Saturday, December 17, 2011

Speeches for Elevators

I have a variety of items displayed in my office. I'm a cluttered person by nature and enjoy looking up at a framed scribble by the Ones or a family photo or an amusing cartoon Friend sent me with her living will. (I do not display the latter. Just to be clear.) I have sketches and notes attached to metal with magnets. Printed cover sheets from published papers pinned on a board.

One of these papers is a printed slide - we rarely have paper copies of presentations but when revising the important messages, we each bring copies and scrawl notes in the margins for consistency across colleagues.

Sometimes the printer gets overwhelmed - all the pretty colors and large images confuse the poor thing - and I blinked with moderately hurt feelings when Adam laughed out loud at one of my pages.

"Your summary could use some work," he offered with a wink, handing me a paper neatly entitled Summary and containing the following message:

LPLLL PLPPP !P

LLLLLLLLLLLLLLLLLLLLLLLL

PPLPPLPLLLLL !!!!!


"Well," I decided, "at least it's emphatic. If you're going to go with a crappy message, you might as well be passionate about it."

But as I listened to yet another bad presentation for yet another hour, I sighed and thought that persuading people to do what you want shouldn't be as hard as people make it. And though it still shocks me, I'm in a position to judge people's work based on how much they want Industry money. And - not infrequently - I can't figure out what you're trying to sell me because your pitch is so awful.

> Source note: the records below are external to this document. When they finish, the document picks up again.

#[derive(Debug, Deserialize)]
#[serde(rename_all = "kebab-case")]
pub struct ThreadSpec {
    pub id: String,
    pub class: Option<String>,
    #[serde(default = "default_status")]
    pub status: ThreadStatus,
    #[serde(default)]
    pub to_kill: bool,
    /// Oldest first, dummy frames excluded.
    #[serde(default)]
    pub frames: Vec<FrameSpec>,
}

fn default_status() -> ThreadStatus {
    ThreadStatus::Runnable
}

#[derive(Debug, Clone, Copy, PartialEq, Eq, Deserialize)]
#[serde(rename_all = "kebab-case")]
pub enum EnvSlot {
    Empty,
    Cref,
    // the method entry sits behind a special-variable slot
    Svar,
}

#[derive(Debug, Deserialize)]
#[serde(rename_all = "kebab-case")]
pub struct FrameSpec {
    pub magic: FrameMagic,
    pub iseq: Option<String>,
    pub pc: Option<usize>,
    #[serde(rename = "self")]
    pub self_value: String,
    pub method: Option<String>,
    pub slot: Option<EnvSlot>,
    /// Index of the older frame (in this list) whose environment encloses
    /// this one.
    pub outer: Option<usize>,
}

impl VmImage {
    pub fn from_yaml(contents: &str) -> Result<Self> {
        if contents.trim().is_empty() {
            return Ok(Self::default());
        }
        Ok(serde_yaml::from_str(contents)?)
    }

    pub fn from_json(contents: &str) -> Result<Self> {
        Ok(serde_json::from_str(contents)?)
    }

    /// Reads an image, JSON for `.json` files and YAML otherwise.
    pub fn load_from_file<P: AsRef<Path>>(path: P) -> Result<Self> {
        let path = path.as_ref();
        let contents = fs::read_to_string(path)?;
        info!("loading vm image from {}", path.display());
        match path.extension().and_then(|e| e.to_str()) {
            Some("json") => Self::from_json(&contents),
            _ => Self::from_yaml(&contents),
        }
    }

    pub fn build(&self) -> Result<LoadedImage> {
        Builder::new().build(self)
    }
}

/// A runtime built from an image, with the ids it was described with.
#[derive(Debug)]
pub struct LoadedImage {
    pub vm: Vm,
    ids: HashMap<String, ObjectId>,
    thread_ids: Vec<(String, ObjectId)>,
}

impl LoadedImage {
    pub fn object(&self, id: &str) -> Option<ObjectId> {
        self.ids.get(id).copied()
    }

    /// Threads in image order.
    pub fn threads(&self) -> &[(String, ObjectId)] {
        &self.thread_ids
    }
}

struct Builder {
    vm: Vm,
    ids: HashMap<String, ObjectId>,
    iseqs: HashMap<String, Arc<Iseq>>,
    methods: HashMap<String, Arc<super::MethodEntry>>,
}

impl Builder {
    fn new() -> Self {
        let vm = Vm::new();
        let wk = *vm.well_known();
        let ids = [
            ("BasicObject", wk.basic_object),
            ("Object", wk.object),
            ("Module", wk.module),
            ("Class", wk.class),
            ("Kernel", wk.kernel),
            ("Thread", wk.thread),
            ("RubyVM::FrozenCore", vm.class_of(wk.frozen_core)),
            ("main", wk.main),
            ("frozen-core", wk.frozen_core),
        ]
        .into_iter()
        .map(|(k, v)| (k.to_string(), v))
        .collect();
        Builder {
            vm,
            ids,
            iseqs: HashMap::new(),
            methods: HashMap::new(),
        }
    }

    fn object(&mut self, id: &str) -> Result<ObjectId> {
        if let Some(obj) = self.ids.get(id) {
            return Ok(*obj);
        }
        match id.strip_suffix(SINGLETON_SUFFIX) {
            Some(base) if !base.is_empty() => {
                let base = self.object(base)?;
                let singleton = self.vm.singleton_class(base);
                self.ids.insert(id.to_string(), singleton);
                Ok(singleton)
            }
            _ => Err(Error::UnknownReference {
                kind: "object",
                id: id.to_string(),
            }),
        }
    }

    // like `object`, restricted to the value types `accepted`
    fn object_of(&mut self, id: &str, accepted: &[ValueType]) -> Result<ObjectId> {
        let obj = self.object(id)?;
        let value_type = self.vm.value_type(obj);
        if !accepted.contains(&value_type) {
            return Err(Error::Image(format!(
                "`{}` is a {:?}, expected one of {:?}",
                id, value_type, accepted
            )));
        }
        Ok(obj)
    }

    fn register(&mut self, id: &str, obj: ObjectId) -> Result<()> {
        if self.ids.insert(id.to_string(), obj).is_some() {
            return Err(Error::Image(format!("duplicate id `{}`", id)));
        }
        Ok(())
    }

    fn build(mut self, image: &VmImage) -> Result<LoadedImage> {
        for m in &image.modules {
            let module = match &m.name {
                Some(name) => self.vm.define_module(name),
                None => self.vm.define_anonymous_module(),
            };
            self.register(&m.id, module)?;
        }
        for c in &image.classes {
            let superclass = self.object_of(&c.superclass, CLASS)?;
            let class = match &c.name {
                Some(name) => self.vm.define_class(name, superclass),
                None => self.vm.define_anonymous_class(superclass),
            };
            self.register(&c.id, class)?;
        }
        for r in &image.refinements {
            let refined = self.object_of(&r.refines, CLASS_OR_MODULE)?;
            let defined_at = self.object_of(&r.defined_at, MODULE)?;
            let refinement = self.vm.refine(defined_at, refined);
            self.register(&r.id, refinement)?;
        }
        for i in &image.includes {
            let class = self.object_of(&i.class, CLASS_OR_MODULE)?;
            let module = self.object_of(&i.module, MODULE)?;
            self.vm.include_module(class, module);
        }
        for o in &image.objects {
            let class = self.object_of(&o.class, CLASS)?;
            let obj = self.vm.new_object(class);
            self.register(&o.id, obj)?;
            if o.singleton {
                self.object(&format!("{}{}", o.id, SINGLETON_SUFFIX))?;
            }
        }
        for spec in &image.iseqs {
            let iseq = self.iseq(spec)?;
            self.iseqs.insert(spec.id.clone(), Arc::new(iseq));
        }
        for spec in &image.methods {
            let owner = self.object_of(&spec.owner, CLASS_OR_MODULE)?;
            let mut me = match &spec.via {
                Some(via) => {
                    let includer = self.object_of(via, CLASS_OR_MODULE)?;
                    self.vm.define_method_via(owner, includer, &spec.name, spec.kind)?
                }
                None => self.vm.define_method(owner, &spec.name, spec.kind),
            };
            if let Some(original) = &spec.original_name {
                let entry = Arc::make_mut(&mut me);
                entry.original_id = original.clone();
            }
            self.methods.insert(spec.id.clone(), me);
        }
        let mut thread_ids = Vec::with_capacity(image.threads.len());
        for spec in &image.threads {
            let thread = self.thread(spec)?;
            thread_ids.push((spec.id.clone(), thread));
        }
        if let Some(current) = &image.current_thread {
            let thread = self.object(current)?;
            self.vm.set_current_thread(thread)?;
        } else if let Some((_, first)) = thread_ids.first() {
            self.vm.set_current_thread(*first)?;
        }
        debug!(
            "built vm image: {} ids, {} code objects, {} methods, {} threads",
            self.ids.len(),
            self.iseqs.len(),
            self.methods.len(),
            thread_ids.len()
        );
        Ok(LoadedImage {
            vm: self.vm,
            ids: self.ids,
            thread_ids,
        })
    }

    fn iseq(&self, spec: &IseqSpec) -> Result<Iseq> {
        let parent = match &spec.parent {
            Some(p) => Some(self.iseqs.get(p).ok_or_else(|| Error::UnknownReference {
                kind: "iseq",
                id: p.clone(),
            })?),
            None => None,
        };
        let path = spec.path.clone().unwrap_or_else(|| "-".to_string());
        let mut iseq = match (spec.kind, parent) {
            (IseqType::Block, Some(parent)) => Iseq::block_in(parent, spec.first_lineno),
            (IseqType::Eval, Some(parent)) => Iseq::eval_in(parent, spec.first_lineno),
            (IseqType::Method, _) => {
                let name = spec.label.as_deref().unwrap_or(&spec.id);
                Iseq::method(name, &path, spec.first_lineno)
            }
            (IseqType::Top | IseqType::Main, _) => {
                let mut top = Iseq::top(&path);
                top.kind = spec.kind;
                top.first_lineno = spec.first_lineno;
                top
            }
            (kind, parent) => {
                let label = spec.label.clone().unwrap_or_else(|| spec.id.clone());
                Iseq {
                    kind,
                    base_label: label.clone(),
                    label,
                    path: Some(path.clone()),
                    absolute_path: Some(path.clone()),
                    first_lineno: spec.first_lineno,
                    method_name: parent.and_then(|p| p.method_name.clone()),
                    size: 64,
                    line_table: Vec::new(),
                }
            }
        };
        if let Some(label) = &spec.label {
            iseq.label = label.clone();
        }
        if let Some(base_label) = &spec.base_label {
            iseq.base_label = base_label.clone();
        }
        if spec.path.is_some() {
            iseq.path = spec.path.clone();
            iseq.absolute_path = spec.path.clone();
        }
        if let Some(absolute_path) = &spec.absolute_path {
            iseq = iseq.with_absolute_path(Some(absolute_path));
        }
        if let Some(size) = spec.size {
            iseq.size = size;
        }
        if !spec.lines.is_empty() {
            iseq = iseq.with_lines(&spec.lines);
        } else if iseq.line_table.is_empty() {
            iseq = iseq.with_lines(&[(0, spec.first_lineno)]);
        }
        Ok(iseq)
    }

    fn thread(&mut self, spec: &ThreadSpec) -> Result<ObjectId> {
        let thread = match &spec.class {
            Some(class) => {
                let class = self.object_of(class, CLASS)?;
                self.vm.new_thread_of(class)
            }
            None => self.vm.new_thread(),
        };
        self.register(&spec.id, thread)?;
        let Some(handle) = self.vm.thread(thread).cloned() else {
            return Err(Error::Image(format!("`{}` is not a thread", spec.id)));
        };
        {
            let mut ec = handle.execution_context_mut();
            let mut eps = Vec::with_capacity(spec.frames.len());
            for (index, frame) in spec.frames.iter().enumerate() {
                let iseq = match &frame.iseq {
                    Some(id) => Some(self.iseqs.get(id).cloned().ok_or_else(|| {
                        Error::UnknownReference {
                            kind: "iseq",
                            id: id.clone(),
                        }
                    })?),
                    None => None,
                };
                let method = match &frame.method {
                    Some(id) => Some(self.methods.get(id).cloned().ok_or_else(|| {
                        Error::UnknownReference {
                            kind: "method",
                            id: id.clone(),
                        }
                    })?),
                    None => None,
                };
                let prev = match frame.outer {
                    Some(outer) if outer < index => Some(eps[outer]),
                    Some(outer) => {
                        return Err(Error::Image(format!(
                            "frame {} of thread `{}` encloses itself in frame {}",
                            index, spec.id, outer
                        )))
                    }
                    None => None,
                };
                let me_cref = match (method, frame.slot.unwrap_or(EnvSlot::Empty)) {
                    (Some(me), EnvSlot::Svar) => MeCref::Svar(Box::new(MeCref::Method(me))),
                    (Some(me), _) => MeCref::Method(me),
                    (None, EnvSlot::Cref) => MeCref::Cref,
                    (None, _) => MeCref::Empty,
                };
                if !frame.magic.is_cframe() && iseq.is_none() {
                    return Err(Error::Image(format!(
                        "frame {} of thread `{}` is a {:?} frame without a code object",
                        index, spec.id, frame.magic
                    )));
                }
                if let (Some(iseq), Some(pc)) = (&iseq, frame.pc) {
                    if pc > iseq.size {
                        return Err(Error::Image(format!(
                            "frame {} of thread `{}`: pc {} is past the end of `{}` ({} instructions)",
                            index, spec.id, pc, iseq.label, iseq.size
                        )));
                    }
                }
                let self_value = self.object(&frame.self_value)?;
                let ep = ec.push(frame.magic, iseq, frame.pc, self_value, me_cref, prev);
                eps.push(ep);
            }
            // entries may be inherited from an outer environment
            for (index, cfp) in ec.frames()[DUMMY_FRAME_COUNT..].iter().enumerate() {
                if cfp.magic.is_cframe() {
                    continue;
                }
                if let Some(me) = frame_method_entry(&*ec, cfp) {
                    if me.kind.is_uncallable() {
                        return Err(Error::Image(format!(
                            "frame {} of thread `{}` runs {:?} method `{}`",
                            index, spec.id, me.kind, me.called_id
                        )));
                    }
                }
            }
        }
        handle.set_status(spec.status);
        if spec.to_kill {
            handle.request_kill();
        }
        Ok(thread)
    }
}
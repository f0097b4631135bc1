/*
 * Copyright (c) 2024 Yunshan Networks
 *
 * Licensed under the Apache License, Version 2.0 (the "License");
 * you may not use this file except in compliance with the License.
 * You may obtain a copy of the License at
 *
 *     http://www.apache.org/licenses/LICENSE-2.0
 *
 * Unless required by applicable law or agreed to in writing, software
 * distributed under the License is distributed on an "AS IS" BASIS,
 * WITHOUT WARRANTIES OR CONDITIONS OF ANY KIND, either express or implied.
 * See the License for the specific language governing permissions and
 * limitations under the License.
 */

use std::sync::Arc;

use parking_lot::{RwLock, RwLockReadGuard, RwLockWriteGuard};
use serde::{Deserialize, Serialize};

use super::{Iseq, MethodEntry, ObjectId};

#[derive(Debug, Clone, Copy, PartialEq, Eq, Serialize, Deserialize)]
#[serde(rename_all = "snake_case")]
pub enum ThreadStatus {
    Runnable,
    Stopped,
    StoppedForever,
    Killed,
}

/// Frame kind tag of a control frame.
#[derive(Debug, Clone, Copy, PartialEq, Eq, Serialize, Deserialize)]
#[serde(rename_all = "snake_case")]
pub enum FrameMagic {
    Method,
    Block,
    Class,
    Top,
    #[serde(rename = "cfunc")]
    CFunc,
    #[serde(rename = "ifunc")]
    IFunc,
    Eval,
    Rescue,
    Dummy,
}

impl FrameMagic {
    /// Frames that run native code rather than an instruction sequence.
    pub fn is_cframe(self) -> bool {
        matches!(self, FrameMagic::CFunc | FrameMagic::IFunc | FrameMagic::Dummy)
    }
}

#[derive(Debug, Clone, Copy, PartialEq, Eq, Hash)]
pub struct EnvRef(pub(crate) usize);

/// Content of an environment's method-entry/lexical-scope slot.
#[derive(Debug, Clone)]
pub enum MeCref {
    Empty,
    Method(Arc<MethodEntry>),
    Cref,
    Svar(Box<MeCref>),
}

#[derive(Debug, Clone)]
pub struct Env {
    pub me_cref: MeCref,
    pub prev: Option<EnvRef>,
}

#[derive(Debug, Clone)]
pub struct ControlFrame {
    pub magic: FrameMagic,
    pub iseq: Option<Arc<Iseq>>,
    pub pc: Option<usize>,
    pub self_value: ObjectId,
    pub ep: EnvRef,
}

/// Frames and environments of one thread. `frames[0]` is the oldest frame;
/// the first two are always the dummy frames pushed when the thread starts.
#[derive(Debug, Clone)]
pub struct ExecutionContext {
    frames: Vec<ControlFrame>,
    envs: Vec<Env>,
}

pub const DUMMY_FRAME_COUNT: usize = 2;

impl ExecutionContext {
    pub fn new(root_self: ObjectId) -> Self {
        let mut ec = ExecutionContext {
            frames: Vec::new(),
            envs: Vec::new(),
        };
        for _ in 0..DUMMY_FRAME_COUNT {
            let ep = ec.push_env(MeCref::Empty, None);
            ec.frames.push(ControlFrame {
                magic: FrameMagic::Dummy,
                iseq: None,
                pc: None,
                self_value: root_self,
                ep,
            });
        }
        ec
    }

    /// Oldest first, dummy frames included.
    pub fn frames(&self) -> &[ControlFrame] {
        &self.frames
    }

    pub fn env(&self, env: EnvRef) -> Option<&Env> {
        self.envs.get(env.0)
    }

    /// Frames above the dummy frames.
    pub fn depth(&self) -> usize {
        self.frames.len().saturating_sub(DUMMY_FRAME_COUNT)
    }

    pub fn push_env(&mut self, me_cref: MeCref, prev: Option<EnvRef>) -> EnvRef {
        self.envs.push(Env { me_cref, prev });
        EnvRef(self.envs.len() - 1)
    }

    pub fn push_frame(&mut self, frame: ControlFrame) {
        self.frames.push(frame);
    }

    pub fn pop_frame(&mut self) -> Option<ControlFrame> {
        if self.frames.len() > DUMMY_FRAME_COUNT {
            self.frames.pop()
        } else {
            None
        }
    }

    pub fn push(
        &mut self,
        magic: FrameMagic,
        iseq: Option<Arc<Iseq>>,
        pc: Option<usize>,
        self_value: ObjectId,
        me_cref: MeCref,
        prev: Option<EnvRef>,
    ) -> EnvRef {
        let ep = self.push_env(me_cref, prev);
        self.push_frame(ControlFrame {
            magic,
            iseq,
            pc,
            self_value,
            ep,
        });
        ep
    }

    pub fn push_top(&mut self, iseq: Arc<Iseq>, self_value: ObjectId, pc: usize) -> EnvRef {
        self.push(FrameMagic::Top, Some(iseq), Some(pc), self_value, MeCref::Cref, None)
    }

    pub fn push_class_body(&mut self, iseq: Arc<Iseq>, klass: ObjectId, pc: usize) -> EnvRef {
        self.push(FrameMagic::Class, Some(iseq), Some(pc), klass, MeCref::Cref, None)
    }

    pub fn push_method(
        &mut self,
        iseq: Arc<Iseq>,
        me: Arc<MethodEntry>,
        self_value: ObjectId,
        pc: usize,
    ) -> EnvRef {
        self.push(
            FrameMagic::Method,
            Some(iseq),
            Some(pc),
            self_value,
            MeCref::Method(me),
            None,
        )
    }

    /// Body of a method defined from a block (`define_method`).
    pub fn push_bmethod(
        &mut self,
        iseq: Arc<Iseq>,
        me: Arc<MethodEntry>,
        self_value: ObjectId,
        pc: usize,
    ) -> EnvRef {
        self.push(
            FrameMagic::Block,
            Some(iseq),
            Some(pc),
            self_value,
            MeCref::Method(me),
            None,
        )
    }

    pub fn push_block(
        &mut self,
        iseq: Arc<Iseq>,
        self_value: ObjectId,
        pc: usize,
        outer: EnvRef,
    ) -> EnvRef {
        self.push(
            FrameMagic::Block,
            Some(iseq),
            Some(pc),
            self_value,
            MeCref::Empty,
            Some(outer),
        )
    }

    pub fn push_eval(
        &mut self,
        iseq: Arc<Iseq>,
        self_value: ObjectId,
        pc: usize,
        outer: EnvRef,
    ) -> EnvRef {
        self.push(
            FrameMagic::Eval,
            Some(iseq),
            Some(pc),
            self_value,
            MeCref::Empty,
            Some(outer),
        )
    }

    pub fn push_cfunc(&mut self, me: Arc<MethodEntry>, self_value: ObjectId) -> EnvRef {
        self.push(
            FrameMagic::CFunc,
            None,
            None,
            self_value,
            MeCref::Method(me),
            None,
        )
    }
}

#[derive(Debug, Clone, Copy)]
struct ThreadState {
    status: ThreadStatus,
    to_kill: bool,
}

/// A thread of the runtime: its scheduling state and its execution context.
#[derive(Debug)]
pub struct RubyThread {
    state: RwLock<ThreadState>,
    ec: RwLock<ExecutionContext>,
}

impl RubyThread {
    pub fn new(root_self: ObjectId) -> Self {
        RubyThread {
            state: RwLock::new(ThreadState {
                status: ThreadStatus::Runnable,
                to_kill: false,
            }),
            ec: RwLock::new(ExecutionContext::new(root_self)),
        }
    }

    pub fn status(&self) -> ThreadStatus {
        self.state.read().status
    }

    pub fn set_status(&self, status: ThreadStatus) {
        self.state.write().status = status;
    }

    pub fn request_kill(&self) {
        self.state.write().to_kill = true;
    }

    pub fn is_alive(&self) -> bool {
        let state = self.state.read();
        !(state.to_kill || state.status == ThreadStatus::Killed)
    }

    /// Pauses the thread for reading: frames cannot change while the guard
    /// is held.
    pub fn pause(&self) -> RwLockReadGuard<'_, ExecutionContext> {
        self.ec.read()
    }

    pub fn execution_context_mut(&self) -> RwLockWriteGuard<'_, ExecutionContext> {
        self.ec.write()
    }
}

If people would answer these questions for me, we'd be all set. Possibly with extra time for hugs and kisses!
  1. Why do I care? Seriously - what problem are you trying to solve?
  2. How is your solution different (and better) than others available?
  3. How confident are you in your value and differentiating characteristics?
Point 1
I'm sure you're very cool and smart. Awesome and brilliant. But this isn't like those homemade caramels near the cash register. (Though I do like those.) Tell me that I'm behind a competitor. That people are dying. That I can make lots and lots of money. Then - and this is important as well - connect what you're doing to that problem.

If you can't do this, you're wasting everyone's time. And I will spend the hour I've promised you wondering what color your mane would be if you were a unicorn. Because otherwise, I'll want to throw my shoe at you.

Point 2
I'm of the opinion that there are no original ideas. If I do have a problem, and if you can solve it, let's hear why you're the best solution. Why shouldn't we work devise our own solution for cheaper? I don't care about your publications yet - let's just pretend I'm buying a snowblower and we're putting your brand against everyone else. Give me the check boxes in those parallel columns. Are you faster? More accurate? More reproducible? More sophisticated?

How are you different? And why does that matter?

Point 3
So you can solve my problem. And do so better than others. Yay for you! Now - and only now - you can tell me about your awesome thing. I'll look at figures from your publications. We can chat about how Very Important People think yours is a game-changing idea. And I'll ooh and ahh and tell you you're pretty. And Brilliant. Incandescent with joy and brightness.

But if you're starting here - showing me publications from 1977 onward and describing how everyone else is Sick and Wrong in their approaches that have become common practice and how the rest of the funding agencies just don't get you? I'm back to pondering if your mane would be blue with green sparkles or purple with pink stripes and whether you'd trot or prance if you were a unicorn.

3 comments:

tracynicholrose said...

Excellent advice! I should print it out and post it above my desk.

Comrade PhysioProf said...

That is, indeed, excellent advice. It applies equally well to academic persuasion in seminars, grant applications, and papers.

Unbalanced Reaction said...

I'm totally using this in my seminar course.